Read the data below line by line and copy each one with "ClusterApi" in it.

=== Section Start ===

//! In-memory mirror of the cluster queried by all engines.

use std::collections::{BTreeMap, BTreeSet};

use crate::core::cluster_api::ClusterApi;
use crate::core::common::{CpuArch, MachineId, SState, VmId, VmType};

/// Controller-side registries of machines and VMs plus the derived state
/// (active set, utilization, efficiency ranking, in-flight transitions).
///
/// The mirror stores only stable ids; structures are resolved through
/// cluster queries at each use, so the mirror can never hold a dangling
/// reference. Every derived value is treated as stale the moment it is
/// read: utilization is recomputed on every tick and task completion.
pub struct ClusterState {
    machines: Vec<MachineId>,
    machines_by_cpu: BTreeMap<CpuArch, Vec<MachineId>>,
    census: Vec<(u64, MachineId)>,
    sorted_by_efficiency: Vec<MachineId>,
    active_machines: BTreeSet<MachineId>,
    utilization: BTreeMap<MachineId, f64>,
    vms: Vec<VmId>,
    pending_migrations: BTreeMap<VmId, MachineId>,
    waking: BTreeSet<MachineId>,
    deferred_attach: BTreeMap<MachineId, Vec<VmId>>,
}

impl ClusterState {
    pub fn new() -> Self {
        Self {
            machines: Vec::new(),
            machines_by_cpu: BTreeMap::new(),
            census: Vec::new(),
            sorted_by_efficiency: Vec::new(),
            active_machines: BTreeSet::new(),
            utilization: BTreeMap::new(),
            vms: Vec::new(),
            pending_migrations: BTreeMap::new(),
            waking: BTreeSet::new(),
            deferred_attach: BTreeMap::new(),
        }
    }

    /// Records one machine from the census taken at init.
    pub fn add_machine(&mut self, machine: MachineId, cpu: CpuArch, s0_idle_power: u64, active: bool) {
        self.machines.push(machine);
        self.machines_by_cpu.entry(cpu).or_default().push(machine);
        self.census.push((s0_idle_power, machine));
        self.utilization.insert(machine, 0.0);
        if active {
            self.active_machines.insert(machine);
        }
    }

    /// Freezes the efficiency ranking (ascending S0 idle power). Computed
    /// once; machine hardware never changes after init.
    pub fn finish_census(&mut self) {
        let mut census = std::mem::take(&mut self.census);
        census.sort_by_key(|&(power, machine)| (power, machine));
        self.sorted_by_efficiency = census.into_iter().map(|(_, machine)| machine).collect();
    }

    pub fn machines(&self) -> Vec<MachineId> {
        self.machines.clone()
    }

    pub fn machines_with_cpu(&self, cpu: CpuArch) -> Vec<MachineId> {
        self.machines_by_cpu.get(&cpu).cloned().unwrap_or_default()
    }

    /// Machine ids ordered by ascending S0 idle power.
    pub fn sorted_by_efficiency(&self) -> Vec<MachineId> {
        self.sorted_by_efficiency.clone()
    }

    pub fn is_active(&self, machine: MachineId) -> bool {
        self.active_machines.contains(&machine)
    }

    pub fn active_machines(&self) -> Vec<MachineId> {
        self.active_machines.iter().cloned().collect()
    }

    pub fn active_count(&self) -> usize {
        self.active_machines.len()
    }

    pub fn activate_machine(&mut self, machine: MachineId) {
        self.active_machines.insert(machine);
        self.utilization.insert(machine, 0.0);
    }

    pub fn deactivate_machine(&mut self, machine: MachineId) {
        self.active_machines.remove(&machine);
        self.utilization.insert(machine, 0.0);
    }

    /// Last computed utilization, 0 for machines out of the active set.
    pub fn utilization(&self, machine: MachineId) -> f64 {
        self.utilization.get(&machine).copied().unwrap_or(0.0)
    }

    /// Recomputes utilization for every machine from fresh cluster queries.
    /// Machines observed out of S0 (or failing the query) leave the active
    /// set here.
    pub fn refresh_utilization(&mut self, cluster: &dyn ClusterApi) {
        for machine in self.machines.clone() {
            if !self.active_machines.contains(&machine) {
                self.utilization.insert(machine, 0.0);
                continue;
            }
            match cluster.machine_info(machine) {
                Ok(info) if info.s_state == SState::S0 => {
                    let utilization = if info.num_cpus > 0 {
                        info.active_tasks as f64 / info.num_cpus as f64
                    } else {
                        0.0
                    };
                    self.utilization.insert(machine, utilization);
                }
                _ => {
                    self.deactivate_machine(machine);
                }
            }
        }
    }

    /// Registered VMs in stable registry order.
    pub fn vms(&self) -> Vec<VmId> {
        self.vms.clone()
    }

    pub fn register_vm(&mut self, vm: VmId) {
        self.vms.push(vm);
    }

    pub fn vm_count(&self) -> usize {
        self.vms.len()
    }

    /// Registered VMs of the given type, resolved through cluster queries.
    pub fn vms_of_type(&self, cluster: &dyn ClusterApi, vm_type: VmType) -> Vec<VmId> {
        self.vms
            .iter()
            .copied()
            .filter(|&vm| matches!(cluster.vm_info(vm), Ok(info) if info.vm_type == vm_type))
            .collect()
    }

    /// Registered VMs currently attached to the given machine.
    pub fn vms_on_machine(&self, cluster: &dyn ClusterApi, machine: MachineId) -> Vec<VmId> {
        self.vms
            .iter()
            .copied()
            .filter(|&vm| matches!(cluster.vm_info(vm), Ok(info) if info.machine_id == Some(machine)))
            .collect()
    }

    // In-flight migrations. A VM appears at most once; while present it is
    // invisible to placement and to further migration attempts.

    pub fn is_migrating(&self, vm: VmId) -> bool {
        self.pending_migrations.contains_key(&vm)
    }

    pub fn migration_target(&self, vm: VmId) -> Option<MachineId> {
        self.pending_migrations.get(&vm).copied()
    }

    /// True if some in-flight migration is headed at this machine.
    pub fn is_migration_target(&self, machine: MachineId) -> bool {
        self.pending_migrations.values().any(|&target| target == machine)
    }

    pub fn begin_migration(&mut self, vm: VmId, target: MachineId) {
        self.pending_migrations.insert(vm, target);
    }

    pub fn finish_migration(&mut self, vm: VmId) -> Option<MachineId> {
        self.pending_migrations.remove(&vm)
    }

    // Requested S0 transitions that have not completed yet, tracked so that
    // neither placement nor the migration planner wakes a machine twice.

    pub fn is_waking(&self, machine: MachineId) -> bool {
        self.waking.contains(&machine)
    }

    pub fn mark_waking(&mut self, machine: MachineId) {
        self.waking.insert(machine);
    }

    pub fn clear_waking(&mut self, machine: MachineId) {
        self.waking.remove(&machine);
    }

    // VMs created for a machine that is still waking up; attached when its
    // transition completes.

    pub fn defer_attach(&mut self, vm: VmId, machine: MachineId) {
        self.deferred_attach.entry(machine).or_default().push(vm);
    }

    pub fn take_deferred(&mut self, machine: MachineId) -> Vec<VmId> {
        self.deferred_attach.remove(&machine).unwrap_or_default()
    }
}

impl Default for ClusterState {
    fn default() -> Self {
        Self::new()
    }
}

=== Section End ===

• _Output below_:
use crate::core::cluster_api::ClusterApi;
    pub fn refresh_utilization(&mut self, cluster: &dyn ClusterApi) {
    pub fn vms_of_type(&self, cluster: &dyn ClusterApi, vm_type: VmType) -> Vec<VmId> {
    pub fn vms_on_machine(&self, cluster: &dyn ClusterApi, machine: MachineId) -> Vec<VmId> {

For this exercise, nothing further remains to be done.